The Memphis blues is a style of blues music created from the 1910s to the 1930s by musicians in the Memphis area, like Frank Stokes, Sleepy John Estes, Furry Lewis and Memphis Minnie. The style was popular in vaudeville and medicine shows and was associated with Beale Street, the main entertainment area in Memphis.
In addition to guitar-based blues, jug bands, such as Gus Cannon's Jug Stompers and the Memphis Jug Band, were extremely popular practitioners of Memphis blues. The jug band style emphasized the danceable, syncopated rhythms of early jazz and a range of other folk styles. It was played on simple, sometimes homemade, instruments such as harmonicas, violins, mandolins, banjos, and guitars, backed by washboards, kazoo, guimbarde and jugs blown to supply the bass.
After World War II, as African Americans left the Mississippi Delta and other impoverished areas of the South for urban areas, many musicians gravitated to the blues scene in Memphis, changing the classic Memphis blues sound. Musicians such as Howlin' Wolf, Willie Nix, Ike Turner, and B.B.King performed on Beale Street and in West Memphis and recorded some of the classic electric blues, R&B and rock& roll records for labels such as Sam Phillips's Sun Records. Sun recorded Howlin' Wolf (before he moved to Chicago), Willie Nix, Ike Turner, B.B.King and others. Electric Memphis blues featured explosive, distorted electric guitar work, thunderous drumming, and fierce, declamatory vocals.
Sun Records is an American independent record label founded by producer Sam Phillips in Memphis in February 1952. Sun was the first label to record Elvis Presley, Charlie Rich, Roy Orbison, Jerry Lee Lewis, Carl Perkins, and Johnny Cash. Prior to that, Sun had concentrated mainly on African-American musicians because Phillips loved rhythm and blues and wanted to bring it to a white audience.
Sam Phillips opened his Memphis Recording Service studio in 1950 at 706 Union Avenue in Memphis. It was founded with the financial aid of Jim Bulliet, one of many record executives for whom Phillips had scouted artists before 1952.
In March 1951, Phillips produced "Rocket 88" by Jackie Brenston and his Delta Cats, who were actually Ike Turner and his Kings of Rhythm.
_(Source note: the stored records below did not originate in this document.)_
// SPDX-License-Identifier: Apache-2.0
// © James Ross Ω FLYING•ROBOTS <https://github.com/flyingrobots>
#![allow(dead_code)]

use std::cell::RefCell;
use std::rc::Rc;

use stage_core::{Actor, ActorRef, Body, ColliderShape, Commands, Renderer};
use stage_math::Vec3;

/// Shared event log so tests can assert on cross-actor ordering.
pub type Journal = Rc<RefCell<Vec<String>>>;

pub fn journal() -> Journal {
    Rc::new(RefCell::new(Vec::new()))
}

/// Test actor that counts its hooks and optionally moves every update.
pub struct Probe {
    pub label: String,
    pub body: Body,
    pub velocity: Vec3,
    pub starts: usize,
    pub updates: usize,
    pub hits: Vec<String>,
    pub hit_positions: Vec<Vec3>,
    pub destroyed_calls: usize,
    pub die_on_hit: bool,
    pub journal: Option<Journal>,
}

impl Probe {
    pub fn new(label: &str, position: Vec3) -> Self {
        Self {
            label: label.to_owned(),
            body: Body::new(position),
            velocity: Vec3::ZERO,
            starts: 0,
            updates: 0,
            hits: Vec::new(),
            hit_positions: Vec::new(),
            destroyed_calls: 0,
            die_on_hit: false,
            journal: None,
        }
    }

    pub fn boxed(label: &str, position: Vec3, size: f32) -> Self {
        let mut probe = Self::new(label, position);
        probe.body.set_collider(ColliderShape::cube(size).unwrap()).unwrap();
        probe
    }

    pub fn ball(label: &str, position: Vec3, radius: f32) -> Self {
        let mut probe = Self::new(label, position);
        probe.body.set_collider(ColliderShape::sphere(radius).unwrap()).unwrap();
        probe
    }

    pub fn moving(mut self, velocity: Vec3) -> Self {
        self.velocity = velocity;
        self
    }

    pub fn logging(mut self, journal: &Journal) -> Self {
        self.journal = Some(journal.clone());
        self
    }

    fn log(&self, entry: String) {
        if let Some(j) = &self.journal {
            j.borrow_mut().push(entry);
        }
    }
}

impl Actor for Probe {
    fn body(&self) -> &Body {
        &self.body
    }

    fn body_mut(&mut self) -> &mut Body {
        &mut self.body
    }

    fn name(&self) -> &str {
        &self.label
    }

    fn start(&mut self) {
        self.starts += 1;
        self.log(format!("start {}", self.label));
    }

    fn update(&mut self, delta_time: f32, _commands: &mut Commands) {
        self.updates += 1;
        self.body.translate(self.velocity * delta_time);
        self.log(format!("update {}", self.label));
    }

    fn draw(&self, renderer: &mut dyn Renderer) {
        if let Some(c) = self.body.collider() {
            renderer.draw_shape(&self.label, self.body.position(), c.shape());
        } else {
            renderer.draw_text(&self.label, self.body.position(), &self.label);
        }
    }

    fn on_collision(&mut self, other: &dyn Actor, _commands: &mut Commands) {
        self.hits.push(other.name().to_owned());
        self.hit_positions.push(other.body().position());
        self.log(format!("hit {}->{}", self.label, other.name()));
        if self.die_on_hit {
            self.destroy_self();
        }
    }

    fn destroy_self(&mut self) {
        self.destroyed_calls += 1;
        self.body.release();
    }
}

/// Keeps a typed handle for assertions alongside the erased scene handle.
pub fn share(probe: Probe) -> (Rc<RefCell<Probe>>, ActorRef) {
    let typed = Rc::new(RefCell::new(probe));
    let erased: ActorRef = typed.clone();
    (typed, erased)
}

/// Renderer that records the labels it was asked to draw.
#[derive(Default)]
pub struct RecordingRenderer {
    pub calls: Vec<String>,
}

impl Renderer for RecordingRenderer {
    fn draw_shape(&mut self, label: &str, _position: Vec3, _shape: &ColliderShape) {
        self.calls.push(format!("shape {label}"));
    }

    fn draw_text(&mut self, label: &str, _position: Vec3, text: &str) {
        self.calls.push(format!("text {label}: {text}"));
    }
}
Because of Turner's Delta blues connections, he was contracted by Phillips as a talent scout and he was effectively an in-house producer. Turner brought fellow musicians Howlin' Wolf, Bobby "Blue" Bland, Little Milton, Billy "The Kid" Emerson and Roscoe Gordon to record for Phillips.
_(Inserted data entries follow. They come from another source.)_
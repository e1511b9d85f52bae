// SPDX-License-Identifier: Apache-2.0
// © James Ross Ω FLYING•ROBOTS <https://github.com/flyingrobots>
//! Scene mutations requested while a frame is running.

use crate::actor::ActorRef;

pub(crate) enum Command {
    AddActor(ActorRef),
    AddUiElement(ActorRef),
    RemoveActor(ActorRef),
    RemoveUiElement(ActorRef),
}

/// Deferred scene edits.
///
/// Actors receive a `Commands` buffer in [`crate::Actor::update`] and
/// [`crate::Actor::on_collision`]. The scene applies the buffered edits in
/// request order once the frame's loop has finished, so the collection an
/// update pass walks never changes underneath it.
#[derive(Default)]
pub struct Commands {
    queue: Vec<Command>,
}

impl Commands {
    /// Empty buffer.
    pub fn new() -> Self {
        Self::default()
    }

    /// Append `actor` to the gameplay collection after this frame.
    pub fn add_actor(&mut self, actor: ActorRef) {
        self.queue.push(Command::AddActor(actor));
    }

    /// Append `actor` to the UI collection after this frame.
    pub fn add_ui_element(&mut self, actor: ActorRef) {
        self.queue.push(Command::AddUiElement(actor));
    }

    /// Remove the first gameplay entry matching `actor` after this frame.
    pub fn remove_actor(&mut self, actor: ActorRef) {
        self.queue.push(Command::RemoveActor(actor));
    }

    /// Remove the first UI entry matching `actor` after this frame.
    pub fn remove_ui_element(&mut self, actor: ActorRef) {
        self.queue.push(Command::RemoveUiElement(actor));
    }

    /// Number of pending edits.
    pub fn len(&self) -> usize {
        self.queue.len()
    }

    /// `true` when nothing is pending.
    pub fn is_empty(&self) -> bool {
        self.queue.is_empty()
    }

    pub(crate) fn drain(&mut self) -> std::vec::Drain<'_, Command> {
        self.queue.drain(..)
    }
}

impl core::fmt::Debug for Commands {
    fn fmt(&self, f: &mut core::fmt::Formatter<'_>) -> core::fmt::Result {
        f.debug_struct("Commands").field("pending", &self.queue.len()).finish()
    }
}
The success of "Rocket 88" helped fund the creation of Sun Records which Phillips founded in February 1952. Phillips discovered and first recorded such influential musicians such as Johnny Cash, Elvis Presley, Carl Perkin, Roy Orbison and Jerry Lee Lewis. Presley's recording contract was eventually sold to RCA Victor Records for $35,000 in 1955 to relieve Sun's financial difficulties. (Sounds like the Red Sox and the Babe.)
Some of the other artists who recorded for Sun were Rufus Thomas (who recorded solo and with his daughter Carla Thomas), Tex Weiss, Charlie Rich, Bill Justis, and Conway Twitty (who at that time recorded under his real name, Harold Jenkins).